It all depends on how you define 'direct descendant'. For example, one could argue that my Zeiss multiphoton microscope is a direct descendant of Antonie van Leeuwenhoek's microscope. 












Well, I'm off to look at some animalcules.


----------



## Alex_M (Sep 26, 2016)

I like your light meter ( at 1 o'clock top, right). Is that a new Sekonic that was just anounced at the Photokina? Can you also share a photo of the battery pack that powers the beast?


----------



## addola (Sep 26, 2016)

That would be interesting, and I guess they need to keep it at f/1.2 because that sits it apart from competitors that don't offer any FF lenses with f/1.2 that has autofocus. I guess this is the merit of having a larger mount than Sony & Nikon. 

However, I think the 135L needs to be upgraded with that BR optics thing. It's performance would probably beat Zeiss's 135s. I wouldn't be amazed if a new 85L gave Otus-like quality at half the price. 

I better start saving!


----------



## turtle (Sep 28, 2016)

Why do you see it as an 'excuse', rather than an articulation of why some people prefer certain types of optics for certain applications? Perhaps this is because you assume everyone wants the sharpest possible lens with loads of contrast etc. You may - fair enough - but not everyone does, especially when it comes to photographing people. 

With regard to rendering, you misunderstand: I am not talking about the lens as an end result, but its effect on the end result: the photo. Lenses differ and this affects the rendering of _the image_. We can use whatever subjective terms we like to describe real observable differences in image characteristics and the lens that gets us to the desired result most quickly and easily is surely the tool we choose.

Would I prefer a low flare Zeiss to a 1940s Leica lens for night photography? It depends on what I am trying to achieve, right?

This is not a case of 'the new lens vs. the old lens: there can only be one winner'. I'm sure the new lens will be outstanding in many respects. Whether everyone prefers it for all applications remains to be seen. Going by recent trends in optical designs, some people will continue reaching for slightly (or much) older designs. Just ask Paolo Roversi.



Mancubus said:


> turtle said:
> 
> 
> > lenses that produce a more organic, human rendering
> ...


----------



## neuroanatomist (Sep 28, 2016)

turtle said:


> Why do you see it as an 'excuse', rather than an articulation of why some people prefer certain types of optics for certain applications?
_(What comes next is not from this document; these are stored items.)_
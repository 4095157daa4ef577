//! Support library for the taproot CLI binary.
//!
//! Exposes the command and logging modules so doctests and tests can drive
//! the compression command without spawning a subprocess.

pub mod cli;
pub mod logging;
//! Property 1: cost equivalence with the Borůvka oracle.
//!
//! Every engine and tie-break combination must produce a tree with the
//! oracle's total weight and `n - 1` edges. The shallow tie-break may pick
//! different edges but never a different cost.

use proptest::test_runner::{TestCaseError, TestCaseResult};

use crate::minimum_spanning_tree;

use super::helpers::costs_match;
use super::oracle::boruvka;
use super::types::MstFixture;

/// Runs the oracle equivalence property for the given fixture.
pub(super) fn run_oracle_equivalence_property(fixture: &MstFixture) -> TestCaseResult {
    let oracle = boruvka(fixture.node_count, &fixture.edges);
    if oracle.component_count != 1 {
        return Err(TestCaseError::fail(format!(
            "generator produced {} components ({})",
            oracle.component_count,
            fixture.describe(),
        )));
    }

    for options in fixture.engine_matrix() {
        let tree = minimum_spanning_tree(fixture.node_count, &fixture.edges, options).map_err(
            |err| TestCaseError::fail(format!("{options:?} failed: {err} ({})", fixture.describe())),
        )?;

        if !costs_match(tree.cost(), oracle.total_weight) {
            return Err(TestCaseError::fail(format!(
                "cost mismatch: {options:?}={}, oracle={} ({})",
                tree.cost(),
                oracle.total_weight,
                fixture.describe(),
            )));
        }

        if tree.edges().len() != oracle.edge_count {
            return Err(TestCaseError::fail(format!(
                "edge count mismatch: {options:?}={}, oracle={} ({})",
                tree.edges().len(),
                oracle.edge_count,
                fixture.describe(),
            )));
        }
    }

    Ok(())
}
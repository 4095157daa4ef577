//! Union-find (disjoint set union) used for cycle detection in Kruskal.
//!
//! Unions are ranked by tree height and lookups may compress paths. The
//! structure is transient: every MST run owns a fresh instance.

use thiserror::Error;
use tracing::warn;

use crate::{Edge, error::define_error_codes};

/// Errors returned by [`DisjointSet`] operations and [`count_components`].
#[derive(Clone, Debug, Error, Eq, PartialEq)]
#[non_exhaustive]
pub enum DisjointSetError {
    /// A node id is outside `0..node_count`.
    #[error("node {node} is out of range for node_count {node_count}")]
    InvalidNodeId {
        /// The invalid node id.
        node: usize,
        /// Number of tracked nodes.
        node_count: usize,
    },
    /// `union` received a node that is not the representative of its set.
    #[error("node {node} is not a representative; its set is led by {representative}")]
    NotRepresentative {
        /// The node passed to `union`.
        node: usize,
        /// The representative of its set.
        representative: usize,
    },
}

define_error_codes! {
    /// Stable codes describing [`DisjointSetError`] variants.
    enum DisjointSetErrorCode for DisjointSetError {
        /// A node id is outside `0..node_count`.
        InvalidNodeId => InvalidNodeId { .. } => "DISJOINT_SET_INVALID_NODE_ID",
        /// `union` received a node that is not a representative.
        NotRepresentative => NotRepresentative { .. } => "DISJOINT_SET_NOT_REPRESENTATIVE",
    }
}

/// Representative (`boss`) and height tables over `0..node_count`.
///
/// # Examples
/// ```
/// use taproot_core::DisjointSet;
///
/// let mut set = DisjointSet::new(4);
/// let (a, b) = (set.find(0)?, set.find(1)?);
/// assert!(set.union(a, b)?);
/// assert_eq!(set.find_with_path_compression(0)?, set.find_with_path_compression(1)?);
/// assert_ne!(set.find(0)?, set.find(2)?);
/// # Ok::<(), taproot_core::DisjointSetError>(())
/// ```
#[derive(Clone, Debug)]
pub struct DisjointSet {
    boss: Vec<usize>,
    height: Vec<usize>,
}

impl DisjointSet {
    /// Creates `node_count` singleton sets: every node is its own boss and
    /// every height is zero.
    #[must_use]
    pub fn new(node_count: usize) -> Self {
        Self {
            boss: (0..node_count).collect(),
            height: vec![0; node_count],
        }
    }

    /// Returns the number of nodes tracked by the structure.
    #[must_use]
    pub fn len(&self) -> usize {
        self.boss.len()
    }

    /// Returns `true` when no nodes are tracked.
    #[must_use]
    pub fn is_empty(&self) -> bool {
        self.boss.is_empty()
    }

    fn boss_of(&self, node: usize) -> Result<usize, DisjointSetError> {
        self.boss
            .get(node)
            .copied()
            .ok_or(DisjointSetError::InvalidNodeId {
                node,
                node_count: self.boss.len(),
            })
    }

    /// Returns the height recorded for `node`; only meaningful at
    /// representatives.
    ///
    /// # Errors
    /// Returns [`DisjointSetError::InvalidNodeId`] when `node` is out of range.
    pub fn height(&self, node: usize) -> Result<usize, DisjointSetError> {
        self.height
            .get(node)
            .copied()
            .ok_or(DisjointSetError::InvalidNodeId {
                node,
                node_count: self.height.len(),
            })
    }

    /// Follows boss links to the representative of `node` without mutating
    /// the structure.
    ///
    /// # Errors
    /// Returns [`DisjointSetError::InvalidNodeId`] when `node` is out of range.
    pub fn find(&self, node: usize) -> Result<usize, DisjointSetError> {
        let mut represent = node;
        let mut boss = self.boss_of(represent)?;
        while represent != boss {
            represent = boss;
            boss = self.boss_of(represent)?;
        }
        Ok(represent)
    }

    /// Finds the representative of `node` and rewrites every visited boss
    /// link to point straight at it.
    ///
    /// Calling this on a representative is a no-op returning the node itself.
    ///
    /// # Errors
    /// Returns [`DisjointSetError::InvalidNodeId`] when `node` is out of range.
    pub fn find_with_path_compression(&mut self, node: usize) -> Result<usize, DisjointSetError> {
        let root = self.find(node)?;
        let mut current = node;
        while let Some(slot) = self.boss.get_mut(current)
            && *slot != current
        {
            current = std::mem::replace(slot, root);
        }
        Ok(root)
    }

    fn ensure_representative(&self, node: usize) -> Result<(), DisjointSetError> {
        match self.find(node)? {
            representative if representative == node => Ok(()),
            representative => Err(DisjointSetError::NotRepresentative {
                node,
                representative,
            }),
        }
    }

    /// Merges the sets represented by `left` and `right`.
    ///
    /// The shorter tree is attached below the taller one; on equal heights
    /// `left` goes below `right` and `right` grows by one. Returns
    /// `Ok(false)` without touching the structure when both handles name the
    /// same representative.
    ///
    /// # Errors
    /// Returns [`DisjointSetError::InvalidNodeId`] for an out-of-range node
    /// and [`DisjointSetError::NotRepresentative`] when either argument is
    /// not the representative of its set.
    pub fn union(&mut self, left: usize, right: usize) -> Result<bool, DisjointSetError> {
        self.ensure_representative(left)?;
        self.ensure_representative(right)?;
        if left == right {
            warn!(node = left, "redundant union: nodes already share a representative");
            return Ok(false);
        }
        let (left_height, right_height) = (self.height(left)?, self.height(right)?);
        let (child, parent) = if left_height > right_height {
            (right, left)
        } else {
            (left, right)
        };
        if let Some(slot) = self.boss.get_mut(child) {
            *slot = parent;
        }
        if left_height == right_height
            && let Some(slot) = self.height.get_mut(right)
        {
            *slot = right_height.saturating_add(1);
        }
        Ok(true)
    }

    /// Unions the representatives of `left` and `right`, compressing paths on
    /// the way. Returns `Ok(true)` when two distinct sets were merged.
    ///
    /// # Errors
    /// Returns [`DisjointSetError::InvalidNodeId`] for an out-of-range node.
    pub fn union_nodes(&mut self, left: usize, right: usize) -> Result<bool, DisjointSetError> {
        let left_root = self.find_with_path_compression(left)?;
        let right_root = self.find_with_path_compression(right)?;
        if left_root == right_root {
            return Ok(false);
        }
        self.union(left_root, right_root)
    }
}

/// Counts connected components of the graph over `0..node_count` spanned by
/// `edges`.
///
/// # Errors
/// Returns [`DisjointSetError::InvalidNodeId`] when an edge references a node
/// outside the range.
///
/// # Examples
/// ```
/// use taproot_core::{Edge, count_components};
///
/// let edges = [Edge::unweighted(0, 1), Edge::unweighted(2, 3)];
/// assert_eq!(count_components(5, &edges)?, 3);
/// # Ok::<(), taproot_core::DisjointSetError>(())
/// ```
pub fn count_components(node_count: usize, edges: &[Edge]) -> Result<usize, DisjointSetError> {
    let mut set = DisjointSet::new(node_count);
    let mut components = node_count;
    for edge in edges {
        if set.union_nodes(edge.source(), edge.target())? {
            components -= 1;
        }
    }
    Ok(components)
}
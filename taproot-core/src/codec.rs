//! Delta codec over a rooted tree of vectors.
//!
//! The centroid keeps its full vector. Every other node stores its parent id
//! and the `(position, value)` pairs where its vector differs from the
//! parent's. Decoding starts from the centroid and replays diffs from the
//! root down, so a position touched at several levels ends with the value of
//! the nearest ancestor.

use thiserror::Error;
use tracing::{debug, instrument};

use crate::{RootedTree, error::define_error_codes};

/// Errors returned while building or decoding a [`StorageMatrix`].
#[derive(Clone, Debug, Error, Eq, PartialEq)]
#[non_exhaustive]
pub enum CodecError {
    /// There were no vectors to encode.
    #[error("cannot encode an empty vector collection")]
    EmptyInput,
    /// A vector's length differs from the first vector's.
    #[error("vector {node} has length {actual}, expected {expected}")]
    DimensionMismatch {
        /// Offending node.
        node: usize,
        /// Length of vector 0.
        expected: usize,
        /// Length of the offending vector.
        actual: usize,
    },
    /// The parent array does not cover every vector.
    #[error("parent array has {actual} entries for {expected} vectors")]
    ParentCountMismatch {
        /// Number of vectors.
        expected: usize,
        /// Number of parent entries.
        actual: usize,
    },
    /// A node id is outside the encoded collection.
    #[error("node {node} is out of range for node_count {node_count}")]
    InvalidNodeId {
        /// The invalid node id.
        node: usize,
        /// Number of encoded vectors.
        node_count: usize,
    },
    /// Following parents from `node` never reaches the centroid.
    #[error("parent chain from node {node} does not reach the centroid")]
    BrokenParentChain {
        /// Node whose chain is broken.
        node: usize,
    },
    /// A stored diff addresses a position past the vector length.
    #[error("diff for node {node} writes position {position}, dimension is {dimension}")]
    PositionOutOfRange {
        /// Node whose record holds the diff.
        node: usize,
        /// Offending position.
        position: usize,
        /// Vector length.
        dimension: usize,
    },
    /// A parent id or position does not fit in the scalar type of a
    /// flattened record.
    #[error("index {index} cannot be stored as a vector scalar")]
    IndexNotRepresentable {
        /// The index that failed to convert.
        index: usize,
    },
}
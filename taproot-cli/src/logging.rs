//! Logging initialisation for the taproot CLI.
//!
//! Installs a global `tracing` subscriber writing to stderr, in human or
//! JSON format, and bridges the `log` facade into it.

use std::{env, str::FromStr, sync::OnceLock};

use thiserror::Error;
use tracing_log::LogTracer;
use tracing_subscriber::{
    EnvFilter, Layer, fmt::format::FmtSpan, layer::SubscriberExt, util::SubscriberInitExt,
};

/// Environment variable selecting the log format.
pub const LOG_FORMAT_ENV: &str = "TAPROOT_LOG_FORMAT";

static INITIALISED: OnceLock<()> = OnceLock::new();

/// Output format of the installed subscriber.
#[derive(Clone, Copy, Debug, Default, PartialEq, Eq)]
pub enum LogFormat {
    /// Human-readable lines.
    #[default]
    Human,
    /// One JSON object per event, including the span list.
    Json,
}

impl FromStr for LogFormat {
    type Err = LoggingError;

    fn from_str(raw: &str) -> Result<Self, Self::Err> {
        match raw.trim().to_ascii_lowercase().as_str() {
            "human" => Ok(Self::Human),
            "json" => Ok(Self::Json),
            other => Err(LoggingError::UnsupportedFormat {
                provided: other.to_owned(),
            }),
        }
    }
}

/// Errors raised while initialising structured logging.
#[derive(Debug, Error)]
pub enum LoggingError {
    /// `TAPROOT_LOG_FORMAT` contained invalid UTF-8.
    #[error("environment variable `{name}` contained invalid UTF-8: {source}")]
    InvalidUnicode {
        /// Name of the offending environment variable.
        name: &'static str,
        /// Underlying lookup failure.
        #[source]
        source: env::VarError,
    },
    /// Unsupported value in `TAPROOT_LOG_FORMAT`.
    #[error("unsupported log format `{provided}`; expected `human` or `json`")]
    UnsupportedFormat {
        /// Normalised value supplied by the user.
        provided: String,
    },
    /// Another global subscriber is already installed.
    #[error("failed to install tracing subscriber: {source}")]
    InstallFailed {
        /// Error raised by `tracing_subscriber`.
        #[source]
        source: tracing_subscriber::util::TryInitError,
    },
}

/// Reads the requested format from `TAPROOT_LOG_FORMAT`, defaulting to
/// [`LogFormat::Human`].
///
/// # Errors
/// Returns [`LoggingError`] for a non-UTF-8 or unsupported value.
pub fn format_from_env() -> Result<LogFormat, LoggingError> {
    match env::var(LOG_FORMAT_ENV) {
        Ok(raw) => raw.parse(),
        Err(env::VarError::NotPresent) => Ok(LogFormat::default()),
        Err(source @ env::VarError::NotUnicode(_)) => Err(LoggingError::InvalidUnicode {
            name: LOG_FORMAT_ENV,
            source,
        }),
    }
}

/// Installs global structured logging once per process.
///
/// The filter comes from `RUST_LOG` (default `info`). A subscriber installed
/// elsewhere is kept, so repeated calls and embedding in a host that already
/// configured `tracing` both succeed.
///
/// # Errors
/// Returns [`LoggingError`] when `TAPROOT_LOG_FORMAT` is invalid.
pub fn init_logging() -> Result<(), LoggingError> {
    if INITIALISED.get().is_some() {
        return Ok(());
    }
    let format = format_from_env()?;
    if let Err(LoggingError::InstallFailed { source }) = install_subscriber(format) {
        tracing::debug!(error = %source, "keeping the already installed subscriber");
    }
    INITIALISED.get_or_init(|| ());
    Ok(())
}

fn install_subscriber(format: LogFormat) -> Result<(), LoggingError> {
    let env_filter = EnvFilter::try_from_default_env().unwrap_or_else(|_| EnvFilter::new("info"));

    let fmt_layer = tracing_subscriber::fmt::layer()
        .with_span_events(FmtSpan::CLOSE)
        .with_writer(std::io::stderr);
    let fmt_layer = match format {
        LogFormat::Human => fmt_layer.boxed(),
        LogFormat::Json => fmt_layer
            .json()
            .with_current_span(true)
            .with_span_list(true)
            .boxed(),
    };

    // A logger owning the `log` slot already is left in place.
    if LogTracer::init().is_err() {
        tracing::debug!("log bridge already installed");
    }

    tracing_subscriber::registry()
        .with(env_filter)
        .with(fmt_layer)
        .try_init()
        .map_err(|source| LoggingError::InstallFailed { source })
}
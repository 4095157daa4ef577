//! Marked-node graph search producing a predecessor labelling.

use std::collections::VecDeque;

use crate::{AdjacencyList, GraphError};

/// Frontier discipline used by [`label_node_search`].
#[derive(Clone, Copy, Debug, Default, Eq, PartialEq)]
pub enum SearchOrder {
    /// Expand the oldest frontier node first.
    #[default]
    Breadth,
    /// Expand the newest frontier node first.
    Depth,
}

/// Labels every node reachable from `source` with the node it was discovered
/// from.
///
/// The returned vector holds `Some(predecessor)` for each discovered node and
/// `None` for `source` itself and for unreached nodes. When `target` is
/// given, the search stops as soon as it is labelled, so the path back to
/// `source` can be read off the predecessor chain.
///
/// # Errors
/// Returns [`GraphError::InvalidNodeId`] when `source` or `target` is not a
/// node of `adj`.
///
/// # Examples
/// ```
/// use taproot_core::{AdjacencyList, Edge, SearchOrder, label_node_search};
///
/// let adj = AdjacencyList::undirected(4, &[
///     Edge::unweighted(0, 1),
///     Edge::unweighted(1, 2),
///     Edge::unweighted(2, 3),
/// ])?;
/// let pred = label_node_search(&adj, 0, Some(3), SearchOrder::Breadth)?;
/// assert_eq!(pred, [None, Some(0), Some(1), Some(2)]);
/// # Ok::<(), taproot_core::GraphError>(())
/// ```
pub fn label_node_search(
    adj: &AdjacencyList,
    source: usize,
    target: Option<usize>,
    order: SearchOrder,
) -> Result<Vec<Option<usize>>, GraphError> {
    let node_count = adj.node_count();
    if let Some(node) = [Some(source), target]
        .into_iter()
        .flatten()
        .find(|&node| !adj.contains(node))
    {
        return Err(GraphError::InvalidNodeId { node, node_count });
    }
    let mut pred = vec![None; node_count];
    let mut marked = vec![false; node_count];
    marked[source] = true;
    let mut frontier = VecDeque::from([source]);

    loop {
        let current = match order {
            SearchOrder::Breadth => frontier.front(),
            SearchOrder::Depth => frontier.back(),
        };
        let Some(&node) = current else {
            break;
        };
        let next = adj
            .neighbours(node)
            .iter()
            .map(|entry| entry.node())
            .find(|&candidate| !marked[candidate]);
        match next {
            Some(trial) => {
                marked[trial] = true;
                pred[trial] = Some(node);
                frontier.push_back(trial);
                if target == Some(trial) {
                    break;
                }
            }
            None => {
                let _ = match order {
                    SearchOrder::Breadth => frontier.pop_front(),
                    SearchOrder::Depth => frontier.pop_back(),
                };
            }
        }
    }
    Ok(pred)
}
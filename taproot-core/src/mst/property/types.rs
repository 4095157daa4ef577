//! Type definitions for MST property-based tests.

use test_strategy::Arbitrary;

use crate::{Edge, EdgeSort, MstAlgorithm, MstOptions, TieBreak};

/// Weight distribution strategy for generated graphs.
///
/// Every distribution produces a connected graph; disconnected inputs are
/// covered by unit tests.
#[derive(Clone, Copy, Debug, Eq, PartialEq, Arbitrary)]
pub(super) enum WeightDistribution {
    /// Continuous weights; the MST is unique up to float coincidence.
    #[weight(2)]
    Unique,
    /// Weights drawn from a pool of one to three integers, stressing ties.
    #[weight(3)]
    ManyIdentical,
    /// A random spanning path plus roughly `0.5n` to `n` extra edges.
    #[weight(2)]
    Sparse,
    /// Edge probability between 0.7 and 0.95.
    #[weight(2)]
    Dense,
    /// Complete graph over random bit vectors weighted by Hamming distance.
    #[weight(3)]
    Hamming,
}

/// Fixture for MST property tests.
#[derive(Clone, Debug)]
pub(super) struct MstFixture {
    /// Number of nodes in the graph.
    pub node_count: usize,
    /// Generated undirected edges.
    pub edges: Vec<Edge>,
    /// Weight distribution used during generation.
    pub distribution: WeightDistribution,
    /// Start node handed to the Prim engines.
    pub start: usize,
}

impl MstFixture {
    /// Returns a short description used in failure messages.
    pub(super) fn describe(&self) -> String {
        format!(
            "distribution={:?}, nodes={}, edges={}, start={}",
            self.distribution,
            self.node_count,
            self.edges.len(),
            self.start,
        )
    }

    /// Returns engine options for every engine and tie-break combination.
    pub(super) fn engine_matrix(&self) -> Vec<MstOptions> {
        let kruskal = [EdgeSort::Stable, EdgeSort::Heapsort].map(|edge_sort| MstOptions {
            algorithm: MstAlgorithm::Kruskal,
            edge_sort,
            start: self.start,
            ..MstOptions::default()
        });
        let prim = [MstAlgorithm::Prim, MstAlgorithm::PrimHeap]
            .into_iter()
            .flat_map(|algorithm| {
                [TieBreak::Minimum, TieBreak::Shallow].map(|tie_break| MstOptions {
                    algorithm,
                    tie_break,
                    start: self.start,
                    ..MstOptions::default()
                })
            });
        kruskal.into_iter().chain(prim).collect()
    }
}
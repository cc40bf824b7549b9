use std::{
    collections::VecDeque,
    sync::{
        Arc, RwLock,
        mpsc::{self, Receiver, RecvTimeoutError, Sender},
    },
    thread::JoinHandle,
    time::{Duration, Instant},
};

use crate::{
    assets::ArtworkLoader,
    control::{ControlHandle, DisplayStatus},
    display::{DisplayInput, DisplayMachine, DisplayState, InputPacer},
    foundation::{core::PixelGrid, error::CoverError, error::CoverResult},
    resolve::{CoverEvent, CoverIdentity, CoverResolver, EntitySnapshot},
    schedule::{DelayedTask, earliest},
    settings::ChangeSet,
};

const CLOCK_TICK: Duration = Duration::from_secs(1);

#[derive(Debug)]
pub enum Command {
    /// A full entity snapshot from the event source.
    Snapshot(EntitySnapshot),
    /// The settings record was updated; the new values are already in the store.
    SettingsChanged(ChangeSet),
    Refresh,
    CoverReady {
        identity: CoverIdentity,
        grid: Arc<PixelGrid>,
    },
    CoverFailed {
        identity: CoverIdentity,
        error: String,
    },
    Shutdown,
}

/// Running controller: a handle for the outside world plus the thread to join.
pub struct ControllerThread {
    handle: ControlHandle,
    thread: JoinHandle<()>,
}

impl ControllerThread {
    pub fn handle(&self) -> ControlHandle {
        self.handle.clone()
    }

    pub fn join(self) -> CoverResult<()> {
        self.thread
            .join()
            .map_err(|_| CoverError::Other(anyhow::anyhow!("controller thread panicked")))
    }
}

pub struct Controller {
    inbox: Receiver<Command>,
    outbox: Sender<Command>,
    resolver: CoverResolver,
    display: DisplayMachine,
    loader: ArtworkLoader,
    status: Arc<RwLock<DisplayStatus>>,
    clock_tick: DelayedTask,
    deferred: VecDeque<Command>,
}

impl Controller {
    /// Start the controller thread. The display is blanked (or shows the clock) immediately.
    pub fn spawn(
        display: DisplayMachine,
        loader: ArtworkLoader,
        resolver: CoverResolver,
    ) -> CoverResult<ControllerThread> {
        let (tx, rx) = mpsc::channel();
        let status = Arc::new(RwLock::new(DisplayStatus::default()));
        let handle = ControlHandle::new(tx.clone(), Arc::clone(&status), display.settings().clone());

        let mut controller = Controller {
            inbox: rx,
            outbox: tx,
            resolver,
            display,
            loader,
            status,
            clock_tick: DelayedTask::new(CLOCK_TICK),
            deferred: VecDeque::new(),
        };
        let thread = std::thread::Builder::new()
            .name("controller".to_string())
            .spawn(move || controller.run())?;
        Ok(ControllerThread { handle, thread })
    }

    fn run(&mut self) {
        tracing::info!(entities = ?self.resolver.priority(), "controller started");
        self.display.start();
        self.sync_clock_tick(Instant::now());
        self.publish();

        loop {
            let cmd = match self.deferred.pop_front() {
                Some(cmd) => Some(cmd),
                None => match self.next_deadline() {
                    Some(deadline) => {
                        let timeout = deadline.saturating_duration_since(Instant::now());
                        match self.inbox.recv_timeout(timeout) {
                            Ok(cmd) => Some(cmd),
                            Err(RecvTimeoutError::Timeout) => None,
                            Err(RecvTimeoutError::Disconnected) => break,
                        }
                    }
                    None => match self.inbox.recv() {
                        Ok(cmd) => Some(cmd),
                        Err(_) => break,
                    },
                },
            };

            if let Some(cmd) = cmd {
                if !self.on_command(cmd) {
                    break;
                }
            }
            let now = Instant::now();
            self.poll_timers(now);
            self.sync_clock_tick(now);
            self.publish();
        }

        self.display.shutdown();
        self.publish();
        tracing::info!("controller stopped");
    }

    fn next_deadline(&self) -> Option<Instant> {
        earliest([self.resolver.next_deadline(), self.clock_tick.deadline()])
    }

    /// Returns `false` once the loop should stop.
    fn on_command(&mut self, cmd: Command) -> bool {
        let now = Instant::now();
        match cmd {
            Command::Snapshot(snapshot) => self.resolver.submit(snapshot, now),
            Command::SettingsChanged(changes) => {
                self.drive(DisplayInput::SettingsChanged(changes));
            }
            Command::Refresh => {
                tracing::info!("refresh requested");
                self.resolver.refresh(now);
            }
            Command::CoverReady { identity, grid } => {
                if self.resolver.is_current(&identity) {
                    self.drive(DisplayInput::Cover { identity, grid });
                } else {
                    tracing::debug!(url = %identity.url, "dropping stale cover");
                }
            }
            Command::CoverFailed { identity, error } => {
                tracing::warn!(url = %identity.url, entity = %identity.entity, %error, "could not load cover, keeping current display");
            }
            Command::Shutdown => return false,
        }
        true
    }

    fn poll_timers(&mut self, now: Instant) {
        while let Some(event) = self.resolver.poll(now) {
            match event {
                CoverEvent::Changed(identity) => self.spawn_fetch(identity),
                CoverEvent::NothingPlaying => self.drive(DisplayInput::NothingPlaying),
            }
        }
        if self.clock_tick.poll(now) {
            self.display.tick_clock();
        }
    }

    fn sync_clock_tick(&mut self, now: Instant) {
        if !self.display.clock_visible() {
            self.clock_tick.cancel();
        } else if !self.clock_tick.is_scheduled() {
            self.clock_tick.schedule(now);
        }
    }

    /// Hand `input` to the display, pacing frames off the inbox.
    fn drive(&mut self, input: DisplayInput) {
        let mut pacer = InboxPacer {
            inbox: &self.inbox,
            resolver: &self.resolver,
            deferred: &mut self.deferred,
            status: &self.status,
            marked: false,
        };
        self.display.handle(input, &mut pacer);
    }

    fn spawn_fetch(&self, identity: CoverIdentity) {
        let loader = self.loader.clone();
        let outbox = self.outbox.clone();
        let spawned = std::thread::Builder::new()
            .name("fetch".to_string())
            .spawn(move || {
                let cmd = match loader.load(&identity.url) {
                    Ok(grid) => Command::CoverReady {
                        identity,
                        grid: Arc::new(grid),
                    },
                    Err(e) => Command::CoverFailed {
                        identity,
                        error: e.to_string(),
                    },
                };
                let _ = outbox.send(cmd);
            });
        if let Err(e) = spawned {
            tracing::error!(error = %e, "could not start fetch worker");
        }
    }

    fn publish(&self) {
        let (version, settings) = self.display.settings().snapshot();
        let active = self.resolver.active();
        let cover = self.display.current_cover();
        let next = DisplayStatus {
            state: self.display.state(),
            current_cover: cover.map(|c| c.url.clone()),
            current_entity: cover.map(|c| c.entity.clone()),
            is_playing: active.is_some(),
            clock_visible: self.display.clock_visible(),
            preview: self.display.is_preview(),
            ambient: self.display.ambient_pair(),
            settings,
            settings_version: version,
            entities: self.resolver.priority().to_vec(),
            ambient_devices: self.display.ambient_devices(),
        };
        *self.status.write().unwrap_or_else(|p| p.into_inner()) = next;
    }
}

/// Frame pacing that keeps the inbox moving.
///
/// Covers that are still current and settings changes go straight back to the display; every
/// other command waits in `deferred` until the transition is over.
struct InboxPacer<'a> {
    inbox: &'a Receiver<Command>,
    resolver: &'a CoverResolver,
    deferred: &'a mut VecDeque<Command>,
    status: &'a RwLock<DisplayStatus>,
    marked: bool,
}

impl InputPacer for InboxPacer<'_> {
    fn wait(&mut self, delay: Duration) -> Vec<DisplayInput> {
        if !self.marked {
            self.marked = true;
            self.status.write().unwrap_or_else(|p| p.into_inner()).state =
                DisplayState::Transitioning;
        }

        let deadline = Instant::now() + delay;
        let mut inputs = Vec::new();
        loop {
            let remaining = deadline.saturating_duration_since(Instant::now());
            if remaining.is_zero() {
                break;
            }
            match self.inbox.recv_timeout(remaining) {
                Ok(Command::CoverReady { identity, grid }) if self.resolver.is_current(&identity) => {
                    inputs.push(DisplayInput::Cover { identity, grid });
                }
                Ok(Command::SettingsChanged(changes)) => {
                    inputs.push(DisplayInput::SettingsChanged(changes));
                }
                Ok(other) => self.deferred.push_back(other),
                Err(RecvTimeoutError::Timeout) => break,
                Err(RecvTimeoutError::Disconnected) => {
                    std::thread::sleep(remaining);
                    break;
                }
            }
        }
        inputs
    }
}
Perhaps this is because you assume everyone wants the sharpest possible lens with loads of contrast etc. You may - fair enough - but not everyone does, especially when it comes to photographing people.
> 
> 
> 
> ...



People like evaluating lenses based on sharpness because it's easily measured, quantitative, and can be represented (albeit poorly) by a single number. Most people have little to no comprehension of optical technology, and therefore fail to understand the compromises that must be made in other, more subjective aspects of optical performance in favor of maximal sharpness. 

Put bluntly, a simple criterion is a good match for a simple mind.


----------



## Ozarker (Sep 28, 2016)

neuroanatomist said:


> turtle said:
> 
> 
> > Why do you see it as an 'excuse', rather than an articulation of why some people prefer certain types of optics for certain applications? Perhaps this is because you assume everyone wants the sharpest possible lens with loads of contrast etc. You may - fair enough - but not everyone does, especially when it comes to photographing people.
> ...



Then there's getting in the horrible position of having an extremely sharp lens that female subjects hate you for. That's probably my ineptitude with Photoshop more than the len's fault, but still... sometimes things can be too sharp for certain subjects. Especially if the smile lines run far too deep and are too numerous to handle.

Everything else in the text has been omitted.